**** Material shown ****

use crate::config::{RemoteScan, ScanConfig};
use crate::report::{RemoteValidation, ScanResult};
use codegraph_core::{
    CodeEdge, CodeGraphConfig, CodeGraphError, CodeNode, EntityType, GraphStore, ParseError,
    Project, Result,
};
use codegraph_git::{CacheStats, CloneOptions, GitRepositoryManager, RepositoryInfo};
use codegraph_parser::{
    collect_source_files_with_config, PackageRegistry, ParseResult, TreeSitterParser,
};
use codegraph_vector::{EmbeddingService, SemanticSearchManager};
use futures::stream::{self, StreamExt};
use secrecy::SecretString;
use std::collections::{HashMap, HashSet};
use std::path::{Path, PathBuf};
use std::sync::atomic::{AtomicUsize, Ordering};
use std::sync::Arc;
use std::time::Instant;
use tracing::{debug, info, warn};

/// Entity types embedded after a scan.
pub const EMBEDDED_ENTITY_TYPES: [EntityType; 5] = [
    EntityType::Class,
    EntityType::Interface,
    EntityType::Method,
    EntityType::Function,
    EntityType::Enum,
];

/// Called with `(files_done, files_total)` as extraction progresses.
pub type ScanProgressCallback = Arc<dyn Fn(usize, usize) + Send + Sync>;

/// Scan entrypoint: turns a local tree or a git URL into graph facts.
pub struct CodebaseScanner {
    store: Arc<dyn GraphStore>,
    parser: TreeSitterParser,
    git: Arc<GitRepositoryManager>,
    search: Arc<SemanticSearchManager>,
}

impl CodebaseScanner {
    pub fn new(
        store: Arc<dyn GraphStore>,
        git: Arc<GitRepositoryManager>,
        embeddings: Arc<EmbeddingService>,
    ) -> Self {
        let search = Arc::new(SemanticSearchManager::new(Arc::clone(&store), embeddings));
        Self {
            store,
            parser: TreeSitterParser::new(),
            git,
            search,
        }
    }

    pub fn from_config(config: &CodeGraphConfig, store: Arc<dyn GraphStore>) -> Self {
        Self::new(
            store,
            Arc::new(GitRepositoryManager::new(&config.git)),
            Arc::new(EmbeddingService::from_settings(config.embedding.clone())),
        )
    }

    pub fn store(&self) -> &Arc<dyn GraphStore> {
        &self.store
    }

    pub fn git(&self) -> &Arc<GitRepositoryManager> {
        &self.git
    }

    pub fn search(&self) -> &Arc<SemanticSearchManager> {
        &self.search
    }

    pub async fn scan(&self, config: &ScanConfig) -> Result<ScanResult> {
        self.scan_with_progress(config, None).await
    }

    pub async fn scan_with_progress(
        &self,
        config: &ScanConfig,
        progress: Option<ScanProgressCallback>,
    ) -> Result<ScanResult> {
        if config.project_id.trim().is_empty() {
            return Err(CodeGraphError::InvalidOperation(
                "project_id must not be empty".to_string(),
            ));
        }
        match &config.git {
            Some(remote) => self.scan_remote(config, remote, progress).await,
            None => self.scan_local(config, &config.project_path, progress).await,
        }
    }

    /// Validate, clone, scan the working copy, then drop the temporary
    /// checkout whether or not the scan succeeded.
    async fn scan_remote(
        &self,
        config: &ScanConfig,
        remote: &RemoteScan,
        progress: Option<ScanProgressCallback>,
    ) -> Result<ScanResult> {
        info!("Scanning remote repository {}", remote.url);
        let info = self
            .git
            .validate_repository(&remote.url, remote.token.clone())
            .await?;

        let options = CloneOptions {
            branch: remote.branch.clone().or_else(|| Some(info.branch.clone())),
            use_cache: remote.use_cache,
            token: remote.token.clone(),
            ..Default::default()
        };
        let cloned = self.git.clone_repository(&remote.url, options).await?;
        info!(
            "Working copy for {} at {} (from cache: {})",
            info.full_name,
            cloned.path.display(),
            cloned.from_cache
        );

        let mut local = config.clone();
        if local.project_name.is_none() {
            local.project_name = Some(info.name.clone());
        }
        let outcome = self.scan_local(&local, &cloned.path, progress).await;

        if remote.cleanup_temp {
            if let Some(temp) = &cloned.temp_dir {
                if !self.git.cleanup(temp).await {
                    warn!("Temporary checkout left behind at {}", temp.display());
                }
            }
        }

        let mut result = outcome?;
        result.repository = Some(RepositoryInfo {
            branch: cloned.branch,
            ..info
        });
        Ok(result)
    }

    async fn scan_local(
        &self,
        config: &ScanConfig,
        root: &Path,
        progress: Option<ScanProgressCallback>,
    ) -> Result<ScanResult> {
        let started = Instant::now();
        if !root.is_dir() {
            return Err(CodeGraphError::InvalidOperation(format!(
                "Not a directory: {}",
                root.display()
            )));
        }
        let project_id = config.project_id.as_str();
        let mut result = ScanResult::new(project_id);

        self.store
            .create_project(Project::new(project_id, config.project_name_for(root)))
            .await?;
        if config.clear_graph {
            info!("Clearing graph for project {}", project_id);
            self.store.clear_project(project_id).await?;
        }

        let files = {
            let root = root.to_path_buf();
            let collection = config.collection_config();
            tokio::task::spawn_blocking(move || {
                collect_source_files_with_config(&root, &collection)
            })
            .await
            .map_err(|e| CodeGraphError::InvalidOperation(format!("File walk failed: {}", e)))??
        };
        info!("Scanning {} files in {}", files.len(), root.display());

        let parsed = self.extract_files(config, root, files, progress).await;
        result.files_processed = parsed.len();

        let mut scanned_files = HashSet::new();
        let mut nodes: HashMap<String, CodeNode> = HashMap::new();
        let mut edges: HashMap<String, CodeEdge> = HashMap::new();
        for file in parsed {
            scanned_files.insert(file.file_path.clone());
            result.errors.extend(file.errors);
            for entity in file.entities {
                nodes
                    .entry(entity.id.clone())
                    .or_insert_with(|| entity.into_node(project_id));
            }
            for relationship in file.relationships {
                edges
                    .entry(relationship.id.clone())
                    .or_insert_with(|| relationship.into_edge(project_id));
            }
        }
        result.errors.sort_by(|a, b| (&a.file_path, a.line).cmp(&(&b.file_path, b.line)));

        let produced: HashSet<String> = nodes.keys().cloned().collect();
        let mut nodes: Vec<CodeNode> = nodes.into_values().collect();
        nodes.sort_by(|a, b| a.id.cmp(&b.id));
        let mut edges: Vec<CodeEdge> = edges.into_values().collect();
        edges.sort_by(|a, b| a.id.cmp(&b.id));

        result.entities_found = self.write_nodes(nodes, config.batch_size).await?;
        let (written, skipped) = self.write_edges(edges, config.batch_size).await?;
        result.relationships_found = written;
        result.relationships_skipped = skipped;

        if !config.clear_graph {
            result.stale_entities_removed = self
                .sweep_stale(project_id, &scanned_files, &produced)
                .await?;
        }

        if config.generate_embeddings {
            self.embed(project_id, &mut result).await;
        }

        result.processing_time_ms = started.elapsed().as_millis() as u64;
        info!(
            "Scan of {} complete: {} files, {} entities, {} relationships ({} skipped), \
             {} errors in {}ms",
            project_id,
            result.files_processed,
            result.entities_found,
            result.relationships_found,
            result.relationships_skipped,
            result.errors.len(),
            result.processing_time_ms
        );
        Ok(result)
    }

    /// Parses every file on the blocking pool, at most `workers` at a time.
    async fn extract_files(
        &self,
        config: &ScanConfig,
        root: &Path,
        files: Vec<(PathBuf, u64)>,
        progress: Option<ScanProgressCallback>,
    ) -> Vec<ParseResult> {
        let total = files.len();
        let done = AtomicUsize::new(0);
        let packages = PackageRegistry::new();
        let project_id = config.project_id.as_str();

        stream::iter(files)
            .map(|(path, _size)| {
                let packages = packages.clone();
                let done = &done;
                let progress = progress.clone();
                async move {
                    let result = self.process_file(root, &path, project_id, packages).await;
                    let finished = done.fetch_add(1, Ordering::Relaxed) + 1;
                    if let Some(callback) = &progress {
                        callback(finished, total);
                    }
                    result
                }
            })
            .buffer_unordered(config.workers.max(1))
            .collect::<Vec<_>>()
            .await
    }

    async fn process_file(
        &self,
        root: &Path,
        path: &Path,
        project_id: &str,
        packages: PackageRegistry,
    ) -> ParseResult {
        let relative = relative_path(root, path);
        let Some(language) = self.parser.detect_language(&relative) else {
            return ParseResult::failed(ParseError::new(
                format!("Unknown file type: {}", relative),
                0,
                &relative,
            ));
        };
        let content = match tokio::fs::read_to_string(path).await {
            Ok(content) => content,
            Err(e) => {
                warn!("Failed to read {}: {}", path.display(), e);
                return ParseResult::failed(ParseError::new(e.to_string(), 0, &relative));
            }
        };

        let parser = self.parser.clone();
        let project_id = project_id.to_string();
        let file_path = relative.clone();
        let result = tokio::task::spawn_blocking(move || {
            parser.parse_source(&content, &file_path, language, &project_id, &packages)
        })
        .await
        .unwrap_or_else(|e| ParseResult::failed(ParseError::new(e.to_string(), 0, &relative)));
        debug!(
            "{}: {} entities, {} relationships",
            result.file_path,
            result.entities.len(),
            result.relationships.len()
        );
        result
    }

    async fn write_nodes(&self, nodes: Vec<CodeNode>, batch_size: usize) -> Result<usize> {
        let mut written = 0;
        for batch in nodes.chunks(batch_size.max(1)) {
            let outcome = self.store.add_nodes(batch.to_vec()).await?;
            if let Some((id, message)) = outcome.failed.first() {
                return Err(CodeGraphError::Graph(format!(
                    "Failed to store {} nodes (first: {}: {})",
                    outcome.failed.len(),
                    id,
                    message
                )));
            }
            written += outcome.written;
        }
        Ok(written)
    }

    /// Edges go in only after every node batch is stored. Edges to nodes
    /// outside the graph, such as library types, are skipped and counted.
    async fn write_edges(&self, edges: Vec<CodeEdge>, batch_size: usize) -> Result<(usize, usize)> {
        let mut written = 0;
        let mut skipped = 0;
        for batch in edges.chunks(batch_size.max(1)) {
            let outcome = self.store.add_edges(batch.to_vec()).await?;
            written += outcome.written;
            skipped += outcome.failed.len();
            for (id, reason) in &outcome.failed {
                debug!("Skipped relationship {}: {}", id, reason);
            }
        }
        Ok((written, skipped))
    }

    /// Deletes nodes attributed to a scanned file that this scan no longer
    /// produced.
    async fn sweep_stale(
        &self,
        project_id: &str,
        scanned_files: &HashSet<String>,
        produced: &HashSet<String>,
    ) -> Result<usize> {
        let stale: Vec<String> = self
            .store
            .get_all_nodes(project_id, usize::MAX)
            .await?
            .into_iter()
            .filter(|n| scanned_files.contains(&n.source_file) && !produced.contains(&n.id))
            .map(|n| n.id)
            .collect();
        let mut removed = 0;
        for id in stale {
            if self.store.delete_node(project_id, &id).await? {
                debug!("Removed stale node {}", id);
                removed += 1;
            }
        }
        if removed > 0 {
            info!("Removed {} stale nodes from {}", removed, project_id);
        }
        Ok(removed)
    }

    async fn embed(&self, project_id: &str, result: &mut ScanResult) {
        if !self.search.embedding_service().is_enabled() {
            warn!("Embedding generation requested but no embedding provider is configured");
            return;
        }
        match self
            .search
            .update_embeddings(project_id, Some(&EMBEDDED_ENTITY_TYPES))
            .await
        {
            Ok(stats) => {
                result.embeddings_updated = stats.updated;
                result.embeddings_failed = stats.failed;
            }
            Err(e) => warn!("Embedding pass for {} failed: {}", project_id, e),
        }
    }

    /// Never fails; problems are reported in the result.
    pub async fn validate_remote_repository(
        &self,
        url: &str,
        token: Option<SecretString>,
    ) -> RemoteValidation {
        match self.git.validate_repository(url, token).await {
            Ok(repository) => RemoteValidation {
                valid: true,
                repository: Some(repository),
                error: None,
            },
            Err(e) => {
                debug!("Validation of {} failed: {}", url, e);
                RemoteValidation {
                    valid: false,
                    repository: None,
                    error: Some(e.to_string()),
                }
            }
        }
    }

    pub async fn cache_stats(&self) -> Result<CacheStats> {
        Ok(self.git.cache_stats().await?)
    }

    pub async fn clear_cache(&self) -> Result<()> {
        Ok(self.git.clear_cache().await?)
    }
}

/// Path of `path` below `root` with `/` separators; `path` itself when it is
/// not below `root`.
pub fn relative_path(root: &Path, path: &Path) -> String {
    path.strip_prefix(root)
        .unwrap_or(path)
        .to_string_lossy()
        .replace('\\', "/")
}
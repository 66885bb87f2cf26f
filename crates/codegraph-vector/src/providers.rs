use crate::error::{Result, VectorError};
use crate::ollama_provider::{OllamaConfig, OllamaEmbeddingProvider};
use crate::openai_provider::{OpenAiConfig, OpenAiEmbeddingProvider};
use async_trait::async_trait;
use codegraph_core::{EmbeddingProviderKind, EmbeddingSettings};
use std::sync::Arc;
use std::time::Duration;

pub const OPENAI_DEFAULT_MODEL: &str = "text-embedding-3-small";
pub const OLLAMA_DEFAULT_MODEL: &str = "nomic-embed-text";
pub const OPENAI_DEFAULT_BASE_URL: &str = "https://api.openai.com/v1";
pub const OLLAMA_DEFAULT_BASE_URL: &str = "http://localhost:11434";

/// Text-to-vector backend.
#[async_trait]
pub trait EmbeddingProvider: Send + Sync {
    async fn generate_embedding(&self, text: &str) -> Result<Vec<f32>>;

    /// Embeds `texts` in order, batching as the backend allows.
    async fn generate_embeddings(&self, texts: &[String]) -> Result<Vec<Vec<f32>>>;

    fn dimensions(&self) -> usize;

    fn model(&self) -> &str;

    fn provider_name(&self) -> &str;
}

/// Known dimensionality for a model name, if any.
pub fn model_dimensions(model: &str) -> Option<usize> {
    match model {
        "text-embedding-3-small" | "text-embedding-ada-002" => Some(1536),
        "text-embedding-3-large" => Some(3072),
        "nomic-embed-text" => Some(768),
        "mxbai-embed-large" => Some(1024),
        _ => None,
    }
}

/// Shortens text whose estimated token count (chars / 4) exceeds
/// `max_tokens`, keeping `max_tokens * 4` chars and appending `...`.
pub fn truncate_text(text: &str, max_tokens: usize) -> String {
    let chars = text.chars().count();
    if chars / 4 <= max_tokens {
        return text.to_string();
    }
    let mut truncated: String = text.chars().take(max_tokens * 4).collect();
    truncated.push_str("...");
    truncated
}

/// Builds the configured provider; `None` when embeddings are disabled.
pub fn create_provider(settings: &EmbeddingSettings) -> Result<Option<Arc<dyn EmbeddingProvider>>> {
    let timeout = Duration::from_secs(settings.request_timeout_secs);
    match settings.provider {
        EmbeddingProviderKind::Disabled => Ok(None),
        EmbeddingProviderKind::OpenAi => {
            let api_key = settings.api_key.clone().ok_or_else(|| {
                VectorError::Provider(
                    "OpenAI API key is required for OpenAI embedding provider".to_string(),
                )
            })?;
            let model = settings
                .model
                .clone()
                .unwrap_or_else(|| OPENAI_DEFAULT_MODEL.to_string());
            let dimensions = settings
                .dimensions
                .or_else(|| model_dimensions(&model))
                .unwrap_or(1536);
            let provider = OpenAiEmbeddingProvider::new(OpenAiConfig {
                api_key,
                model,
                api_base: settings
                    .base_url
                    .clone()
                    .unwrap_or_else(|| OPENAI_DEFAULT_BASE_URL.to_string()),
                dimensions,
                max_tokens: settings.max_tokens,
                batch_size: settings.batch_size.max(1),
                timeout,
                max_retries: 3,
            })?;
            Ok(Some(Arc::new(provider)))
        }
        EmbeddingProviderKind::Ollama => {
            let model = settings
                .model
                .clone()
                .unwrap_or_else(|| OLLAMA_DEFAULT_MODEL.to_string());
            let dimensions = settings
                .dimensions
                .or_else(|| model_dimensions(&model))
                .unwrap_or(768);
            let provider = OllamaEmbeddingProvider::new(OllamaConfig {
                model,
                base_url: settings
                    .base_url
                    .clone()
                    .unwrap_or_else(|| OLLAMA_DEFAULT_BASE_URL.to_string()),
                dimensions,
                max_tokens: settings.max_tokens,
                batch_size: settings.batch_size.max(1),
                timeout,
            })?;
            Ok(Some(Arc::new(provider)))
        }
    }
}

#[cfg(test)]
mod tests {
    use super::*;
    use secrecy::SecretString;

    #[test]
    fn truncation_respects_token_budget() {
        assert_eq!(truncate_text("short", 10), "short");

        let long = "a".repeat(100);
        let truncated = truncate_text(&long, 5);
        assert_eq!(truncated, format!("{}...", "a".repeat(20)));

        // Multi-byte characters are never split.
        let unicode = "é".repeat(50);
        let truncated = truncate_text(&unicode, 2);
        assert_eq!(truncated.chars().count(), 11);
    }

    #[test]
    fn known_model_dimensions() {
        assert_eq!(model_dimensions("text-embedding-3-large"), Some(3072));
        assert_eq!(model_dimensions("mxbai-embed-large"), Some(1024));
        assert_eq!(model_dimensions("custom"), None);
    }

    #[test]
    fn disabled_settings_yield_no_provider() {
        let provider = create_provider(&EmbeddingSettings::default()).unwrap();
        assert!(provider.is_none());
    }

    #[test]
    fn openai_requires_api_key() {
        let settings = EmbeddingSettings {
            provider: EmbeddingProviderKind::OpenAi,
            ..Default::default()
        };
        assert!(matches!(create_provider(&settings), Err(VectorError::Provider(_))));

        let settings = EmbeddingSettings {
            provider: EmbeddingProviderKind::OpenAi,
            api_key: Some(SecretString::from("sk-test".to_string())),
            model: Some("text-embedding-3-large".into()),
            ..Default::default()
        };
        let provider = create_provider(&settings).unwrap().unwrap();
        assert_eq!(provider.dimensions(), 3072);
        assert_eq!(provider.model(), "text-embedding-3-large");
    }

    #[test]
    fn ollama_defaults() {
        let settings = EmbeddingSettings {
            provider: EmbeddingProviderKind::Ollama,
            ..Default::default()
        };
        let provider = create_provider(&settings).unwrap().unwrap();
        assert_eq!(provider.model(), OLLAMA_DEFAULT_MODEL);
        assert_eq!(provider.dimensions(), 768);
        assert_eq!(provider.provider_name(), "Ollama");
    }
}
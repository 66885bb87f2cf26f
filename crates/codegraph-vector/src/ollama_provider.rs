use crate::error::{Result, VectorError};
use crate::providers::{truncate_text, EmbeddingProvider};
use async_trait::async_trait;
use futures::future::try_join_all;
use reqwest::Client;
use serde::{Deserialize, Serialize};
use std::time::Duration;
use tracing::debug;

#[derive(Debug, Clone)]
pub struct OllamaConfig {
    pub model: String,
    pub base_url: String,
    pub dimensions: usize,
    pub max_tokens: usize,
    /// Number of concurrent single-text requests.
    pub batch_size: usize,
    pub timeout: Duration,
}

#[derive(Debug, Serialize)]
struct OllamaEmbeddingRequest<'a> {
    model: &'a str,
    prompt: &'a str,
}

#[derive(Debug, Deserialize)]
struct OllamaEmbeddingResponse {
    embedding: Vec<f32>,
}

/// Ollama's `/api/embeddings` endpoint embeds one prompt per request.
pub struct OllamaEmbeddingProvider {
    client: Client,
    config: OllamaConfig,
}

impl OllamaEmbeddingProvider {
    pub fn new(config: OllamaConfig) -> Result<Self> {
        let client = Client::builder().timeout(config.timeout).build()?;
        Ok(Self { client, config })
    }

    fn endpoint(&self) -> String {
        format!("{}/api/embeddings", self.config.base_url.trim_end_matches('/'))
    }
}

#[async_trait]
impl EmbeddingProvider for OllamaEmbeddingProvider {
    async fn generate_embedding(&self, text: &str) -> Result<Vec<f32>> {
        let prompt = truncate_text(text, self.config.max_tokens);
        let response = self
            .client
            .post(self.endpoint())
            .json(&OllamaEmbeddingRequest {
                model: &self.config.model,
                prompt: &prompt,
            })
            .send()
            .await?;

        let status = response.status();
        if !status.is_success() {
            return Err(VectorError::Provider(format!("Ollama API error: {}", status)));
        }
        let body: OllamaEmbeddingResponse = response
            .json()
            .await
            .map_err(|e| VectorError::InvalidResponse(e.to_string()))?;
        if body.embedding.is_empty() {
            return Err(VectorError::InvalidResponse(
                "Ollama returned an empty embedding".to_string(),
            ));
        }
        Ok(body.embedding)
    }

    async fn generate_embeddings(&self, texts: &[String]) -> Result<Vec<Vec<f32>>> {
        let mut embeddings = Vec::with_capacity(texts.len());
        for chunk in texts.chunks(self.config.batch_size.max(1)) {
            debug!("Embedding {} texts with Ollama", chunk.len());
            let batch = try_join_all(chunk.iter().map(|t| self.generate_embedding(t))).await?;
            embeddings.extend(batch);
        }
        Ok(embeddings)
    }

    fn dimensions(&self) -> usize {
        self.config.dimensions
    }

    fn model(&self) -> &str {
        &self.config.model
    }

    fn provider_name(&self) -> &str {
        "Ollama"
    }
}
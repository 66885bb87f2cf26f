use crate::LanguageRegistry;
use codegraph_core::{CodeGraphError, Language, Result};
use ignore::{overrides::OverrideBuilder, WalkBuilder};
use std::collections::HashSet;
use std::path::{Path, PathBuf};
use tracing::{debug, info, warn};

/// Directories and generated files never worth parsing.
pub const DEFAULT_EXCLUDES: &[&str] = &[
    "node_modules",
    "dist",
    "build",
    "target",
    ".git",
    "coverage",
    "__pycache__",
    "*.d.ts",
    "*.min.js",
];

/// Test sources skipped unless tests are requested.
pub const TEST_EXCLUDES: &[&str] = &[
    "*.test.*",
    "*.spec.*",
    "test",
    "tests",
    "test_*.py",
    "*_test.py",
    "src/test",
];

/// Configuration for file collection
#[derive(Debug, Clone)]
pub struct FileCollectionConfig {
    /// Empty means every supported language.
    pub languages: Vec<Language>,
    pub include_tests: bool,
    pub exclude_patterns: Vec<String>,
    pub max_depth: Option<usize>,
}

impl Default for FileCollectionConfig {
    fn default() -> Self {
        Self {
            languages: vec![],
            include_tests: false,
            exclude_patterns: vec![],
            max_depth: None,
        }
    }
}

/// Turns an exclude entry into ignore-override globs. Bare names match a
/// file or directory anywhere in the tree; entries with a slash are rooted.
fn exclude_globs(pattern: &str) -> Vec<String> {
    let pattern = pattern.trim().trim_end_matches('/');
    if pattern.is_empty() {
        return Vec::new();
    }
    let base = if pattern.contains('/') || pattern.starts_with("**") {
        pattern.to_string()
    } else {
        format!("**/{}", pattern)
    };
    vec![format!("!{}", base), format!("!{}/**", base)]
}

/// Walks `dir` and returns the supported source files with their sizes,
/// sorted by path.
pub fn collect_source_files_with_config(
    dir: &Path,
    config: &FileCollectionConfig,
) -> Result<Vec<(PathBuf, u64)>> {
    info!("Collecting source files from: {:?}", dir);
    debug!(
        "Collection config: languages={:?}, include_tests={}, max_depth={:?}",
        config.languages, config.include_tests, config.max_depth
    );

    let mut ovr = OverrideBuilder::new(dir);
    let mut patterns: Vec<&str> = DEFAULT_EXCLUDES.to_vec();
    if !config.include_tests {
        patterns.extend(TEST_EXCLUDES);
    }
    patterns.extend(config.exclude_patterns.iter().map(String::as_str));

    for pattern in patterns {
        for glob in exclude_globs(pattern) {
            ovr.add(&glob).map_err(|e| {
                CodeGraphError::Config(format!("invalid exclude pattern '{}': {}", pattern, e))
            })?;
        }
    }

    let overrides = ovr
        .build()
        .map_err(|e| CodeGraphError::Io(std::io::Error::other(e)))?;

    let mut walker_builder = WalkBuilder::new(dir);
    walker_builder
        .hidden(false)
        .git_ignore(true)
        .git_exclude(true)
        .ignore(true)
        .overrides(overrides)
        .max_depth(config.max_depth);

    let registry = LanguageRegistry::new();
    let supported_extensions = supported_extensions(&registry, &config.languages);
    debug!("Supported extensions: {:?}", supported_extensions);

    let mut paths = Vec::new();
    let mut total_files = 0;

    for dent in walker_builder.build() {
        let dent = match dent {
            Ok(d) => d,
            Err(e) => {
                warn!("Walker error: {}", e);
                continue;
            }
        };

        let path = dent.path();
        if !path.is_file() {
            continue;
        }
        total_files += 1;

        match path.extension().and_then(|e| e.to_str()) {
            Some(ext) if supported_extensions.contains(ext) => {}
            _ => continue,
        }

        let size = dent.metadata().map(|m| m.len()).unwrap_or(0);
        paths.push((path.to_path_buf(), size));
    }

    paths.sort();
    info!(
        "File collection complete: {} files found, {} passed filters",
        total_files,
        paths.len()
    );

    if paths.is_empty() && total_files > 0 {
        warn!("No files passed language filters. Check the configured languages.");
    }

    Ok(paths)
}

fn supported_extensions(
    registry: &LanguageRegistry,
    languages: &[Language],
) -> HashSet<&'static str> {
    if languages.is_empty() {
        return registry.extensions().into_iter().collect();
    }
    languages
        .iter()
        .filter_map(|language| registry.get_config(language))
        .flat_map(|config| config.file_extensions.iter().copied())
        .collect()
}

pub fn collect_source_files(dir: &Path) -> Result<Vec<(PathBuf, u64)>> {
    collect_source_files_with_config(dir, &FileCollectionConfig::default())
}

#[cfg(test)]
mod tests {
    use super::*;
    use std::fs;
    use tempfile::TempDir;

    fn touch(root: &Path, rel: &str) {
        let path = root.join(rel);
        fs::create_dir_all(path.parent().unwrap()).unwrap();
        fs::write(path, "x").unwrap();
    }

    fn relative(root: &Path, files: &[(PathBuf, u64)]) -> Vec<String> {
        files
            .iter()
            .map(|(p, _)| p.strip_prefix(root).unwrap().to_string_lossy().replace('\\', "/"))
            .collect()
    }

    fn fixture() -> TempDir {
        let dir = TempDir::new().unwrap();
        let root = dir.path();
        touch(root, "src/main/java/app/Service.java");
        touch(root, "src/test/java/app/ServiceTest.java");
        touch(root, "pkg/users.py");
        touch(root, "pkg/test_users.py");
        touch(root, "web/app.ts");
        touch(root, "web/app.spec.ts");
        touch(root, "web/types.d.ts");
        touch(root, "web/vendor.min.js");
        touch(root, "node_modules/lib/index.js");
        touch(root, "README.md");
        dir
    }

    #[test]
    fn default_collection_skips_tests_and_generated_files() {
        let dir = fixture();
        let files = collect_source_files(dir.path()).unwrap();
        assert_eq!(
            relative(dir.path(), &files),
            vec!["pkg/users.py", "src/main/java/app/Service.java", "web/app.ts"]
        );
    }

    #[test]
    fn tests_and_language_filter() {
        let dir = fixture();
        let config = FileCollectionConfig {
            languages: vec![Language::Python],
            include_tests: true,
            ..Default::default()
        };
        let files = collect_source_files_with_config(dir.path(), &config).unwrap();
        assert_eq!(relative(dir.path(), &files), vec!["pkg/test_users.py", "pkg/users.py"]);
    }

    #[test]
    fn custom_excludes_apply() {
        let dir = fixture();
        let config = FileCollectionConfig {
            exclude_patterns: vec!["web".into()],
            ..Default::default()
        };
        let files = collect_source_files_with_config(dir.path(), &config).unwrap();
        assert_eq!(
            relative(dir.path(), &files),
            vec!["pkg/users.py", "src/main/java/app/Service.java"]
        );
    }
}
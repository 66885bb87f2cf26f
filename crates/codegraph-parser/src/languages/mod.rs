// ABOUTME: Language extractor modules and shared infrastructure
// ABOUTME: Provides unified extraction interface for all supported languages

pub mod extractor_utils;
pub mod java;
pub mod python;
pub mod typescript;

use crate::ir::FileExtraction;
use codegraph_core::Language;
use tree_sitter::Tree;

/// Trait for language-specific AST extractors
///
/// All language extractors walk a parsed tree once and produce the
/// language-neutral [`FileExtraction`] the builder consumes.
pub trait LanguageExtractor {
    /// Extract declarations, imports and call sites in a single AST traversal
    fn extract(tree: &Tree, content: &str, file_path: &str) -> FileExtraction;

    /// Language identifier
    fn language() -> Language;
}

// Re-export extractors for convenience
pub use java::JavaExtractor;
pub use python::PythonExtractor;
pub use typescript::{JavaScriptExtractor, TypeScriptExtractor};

****

▸ **Try it**
If the string "OpenAiConfig" appears in a line of the data above, that line counts. State how many such lines there are and nothing more.

▸ **Written solution**
2